Polícias Civil e Militar realizam grande operação em combate ao tráfico de drogas do Bairro da Glória

 

As Polícias Civil e Militar desencadearam uma grande ação de combate ao tráfico de drogas, principalmente no Bairro da Glória, em Corrêas. O movimento mensal da quadrilha girava em torno de R$ 400 mil. A “Operação Cruzada”, para cumprir 17 mandados de prisão e 18 de busca e apreensão expedidos pela 2ª Vara Criminal de Petrópolis, teve início nas primeiras horas da manhã de ontem. Treze pessoas foram presas e um menor apreendido. Agentes da Subsecretaria operacional da SEAP, também participaram do trabalho.

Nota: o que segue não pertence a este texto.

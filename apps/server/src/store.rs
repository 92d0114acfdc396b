//! In-memory backing store for published keys, conversations and messages.
//!
//! Key material is opaque here: public keys are PEM text and private keys
//! arrive already wrapped under the owner's password. The server never
//! holds anything it could decrypt with.

use chrono::{DateTime, Duration, Utc};
use dashmap::mapref::entry::Entry;
use dashmap::DashMap;
use taskvault_shared::api::keys::{
    KeyHistoryRecord, RotateKeysResponse, WorkspaceKeysResponse, WrappedPrivateKeyRecord,
};
use taskvault_shared::api::message::Message;
use taskvault_shared::error::TaskVaultError;
use taskvault_shared::ids::{ConversationId, MessageId, UserId, WorkspaceId};

#[derive(Debug, Clone)]
struct KeyEntry {
    public_key: String,
    private_key: WrappedPrivateKeyRecord,
    history: Vec<KeyHistoryRecord>,
}

#[derive(Debug, Clone)]
struct Conversation {
    workspace_id: WorkspaceId,
    messages: Vec<MessageId>,
}

pub struct MemoryStore {
    keys: DashMap<(UserId, WorkspaceId), KeyEntry>,
    conversations: DashMap<ConversationId, Conversation>,
    workspace_conversations: DashMap<WorkspaceId, Vec<ConversationId>>,
    messages: DashMap<MessageId, Message>,
    key_rotation_days: u32,
}

impl MemoryStore {
    pub fn new(key_rotation_days: u32) -> Self {
        Self {
            keys: DashMap::new(),
            conversations: DashMap::new(),
            workspace_conversations: DashMap::new(),
            messages: DashMap::new(),
            key_rotation_days,
        }
    }

    pub fn workspace_keys(
        &self,
        user_id: UserId,
        workspace_id: WorkspaceId,
    ) -> Option<WorkspaceKeysResponse> {
        self.keys
            .get(&(user_id, workspace_id))
            .map(|entry| WorkspaceKeysResponse {
                public_key: entry.public_key.clone(),
                private_key: entry.private_key.clone(),
                history: entry.history.clone(),
            })
    }

    /// First-use publish. A workspace that already has keys for this user
    /// must go through rotation instead.
    pub fn persist_keys(
        &self,
        user_id: UserId,
        workspace_id: WorkspaceId,
        public_key: String,
        private_key: WrappedPrivateKeyRecord,
    ) -> Result<(), TaskVaultError> {
        match self.keys.entry((user_id, workspace_id)) {
            Entry::Occupied(_) => Err(TaskVaultError::Conflict(
                "keys already published for this workspace".into(),
            )),
            Entry::Vacant(slot) => {
                slot.insert(KeyEntry {
                    public_key,
                    private_key,
                    history: Vec::new(),
                });
                Ok(())
            }
        }
    }

    /// Swap in a new active pair and push the superseded one to the front
    /// of the history. The entry lock is held for the whole swap, so
    /// concurrent rotations for one workspace serialize.
    pub fn rotate_keys(
        &self,
        user_id: UserId,
        workspace_id: WorkspaceId,
        new_public_key: String,
        new_private_key: WrappedPrivateKeyRecord,
    ) -> Result<RotateKeysResponse, TaskVaultError> {
        let mut entry = self
            .keys
            .get_mut(&(user_id, workspace_id))
            .ok_or(TaskVaultError::NotFound)?;

        if entry.public_key == new_public_key {
            return Err(TaskVaultError::Validation(
                "new public key matches the active key".into(),
            ));
        }

        let rotated_at = Utc::now();
        let old_public_key = std::mem::replace(&mut entry.public_key, new_public_key.clone());
        let old_private_key = std::mem::replace(&mut entry.private_key, new_private_key.clone());
        entry.history.insert(
            0,
            KeyHistoryRecord {
                public_key: old_public_key.clone(),
                private_key: old_private_key.clone(),
                rotated_at,
            },
        );

        Ok(RotateKeysResponse {
            old_public_key,
            old_private_key,
            new_public_key,
            new_private_key,
            rotated_at,
            expires_at: self.expiry_from(rotated_at),
        })
    }

    fn expiry_from(&self, rotated_at: DateTime<Utc>) -> Option<DateTime<Utc>> {
        (self.key_rotation_days > 0)
            .then(|| rotated_at + Duration::days(i64::from(self.key_rotation_days)))
    }

    pub fn create_conversation(&self, workspace_id: WorkspaceId) -> ConversationId {
        let id = ConversationId::new();
        self.conversations.insert(
            id,
            Conversation {
                workspace_id,
                messages: Vec::new(),
            },
        );
        self.workspace_conversations
            .entry(workspace_id)
            .or_default()
            .push(id);
        id
    }

    pub fn list_conversations(&self, workspace_id: WorkspaceId) -> Vec<ConversationId> {
        self.workspace_conversations
            .get(&workspace_id)
            .map(|ids| ids.clone())
            .unwrap_or_default()
    }

    pub fn conversation_workspace(&self, conversation_id: ConversationId) -> Option<WorkspaceId> {
        self.conversations
            .get(&conversation_id)
            .map(|c| c.workspace_id)
    }

    /// Messages in the order they were posted.
    pub fn list_messages(
        &self,
        conversation_id: ConversationId,
    ) -> Result<Vec<Message>, TaskVaultError> {
        let ids = self
            .conversations
            .get(&conversation_id)
            .map(|c| c.messages.clone())
            .ok_or(TaskVaultError::NotFound)?;
        Ok(ids
            .iter()
            .filter_map(|id| self.messages.get(id).map(|m| m.clone()))
            .collect())
    }

    pub fn add_message(
        &self,
        conversation_id: ConversationId,
        sender_id: UserId,
        content: String,
    ) -> Result<Message, TaskVaultError> {
        let mut conversation = self
            .conversations
            .get_mut(&conversation_id)
            .ok_or(TaskVaultError::NotFound)?;
        let message = Message {
            id: MessageId::new(),
            conversation_id,
            sender_id,
            content,
            created_at: Utc::now(),
        };
        self.messages.insert(message.id, message.clone());
        conversation.messages.push(message.id);
        Ok(message)
    }

    /// Replace the content of a message. Nothing else about it changes.
    pub fn update_content(
        &self,
        message_id: MessageId,
        content: String,
    ) -> Result<(), TaskVaultError> {
        let mut message = self
            .messages
            .get_mut(&message_id)
            .ok_or(TaskVaultError::NotFound)?;
        message.content = content;
        Ok(())
    }
}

Segundo o delegado Cláudio Batista, titular da 105ª DP (Retiro), quatro pessoas ainda estão foragidas. Uma delas se trata de um homem considerado foragido do sistema prisional desde o ano passado. Outros quatro homens já estavam presos, cumprindo suas penas em presídios do estado.

Nas buscas realizadas pelos agentes da Subsecretaria Operacional da Secretaria de Administração Penitenciária, nas celas dos quatro homens que já estavam presos, foram encontrados dinheiro, telefones celulares e anotações referentes ao movimento da organização. Na casa da esposa de um dos líderes do “movimento”, os policiais apreenderam dinheiro e um carro de luxo.

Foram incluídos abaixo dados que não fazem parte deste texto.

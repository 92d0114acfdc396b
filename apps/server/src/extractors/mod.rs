pub mod caller;

pub use caller::Caller;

Os suspeitos vinham sendo investigados em um inquérito instaurado pela Polícia Civil  pelos crimes de tráfico de drogas e associação criminosa. As primeiras prisões, feitas por agentes do Serviço Reservado da PM com policiais da 105ª DP (Retiro), aconteceram no Bairro da Glória e no Samambaia.

 “O objetivo era desarticular a organização criminosa responsável pela distribuição e venda de drogas na comunidade do Morro da Glória. As investigações tiveram início ainda no primeiro semestre de 2018, quando traficantes passaram a rivalizar por conta do domínio de pontos de venda de drogas”, explica o delegado Cláudio Batista, que liderou a operação.

A disputa pelos pontos de venda de drogas já havia resultado, inclusive, na morte de integrantes dos dois grupos rivais. No decorrer das investigações desses homicídios, a Polícia Civil apurou a existência de uma organização criminosa estruturada, identificando as diretrizes de distribuição de droga e arrecadação de dinheiro passadas pelos principais líderes dos bandos, de dentro das unidades prisionais onde cumpriam pena.

“Porém, as diárias e bem sucedidas incursões de policiais civis e militares na comunidade garantiram um volume alto de apreensões, prisões e informações. Assim, ficou claro que o tráfico no local havia deixado de ser uma ação isolada de três ou quatro pessoas para passar a ser ramificação de uma estrutura maior, vinculada à facção criminosa responsável pela distribuição de drogas em grandes comunidades da cidade do Rio de Janeiro”, detalha o delegado.

Segundo Cláudio Batista, através de interceptação telefônica autorizada pela 2ª Vara Criminal, foi possível detalhar a dinâmica da organização, inclusive, com identificação de posições na hierarquia estrutural do tráfico no local e apurar um movimento mensal de aproximadamente R$ 400 mil, proveniente da venda do entorpecente.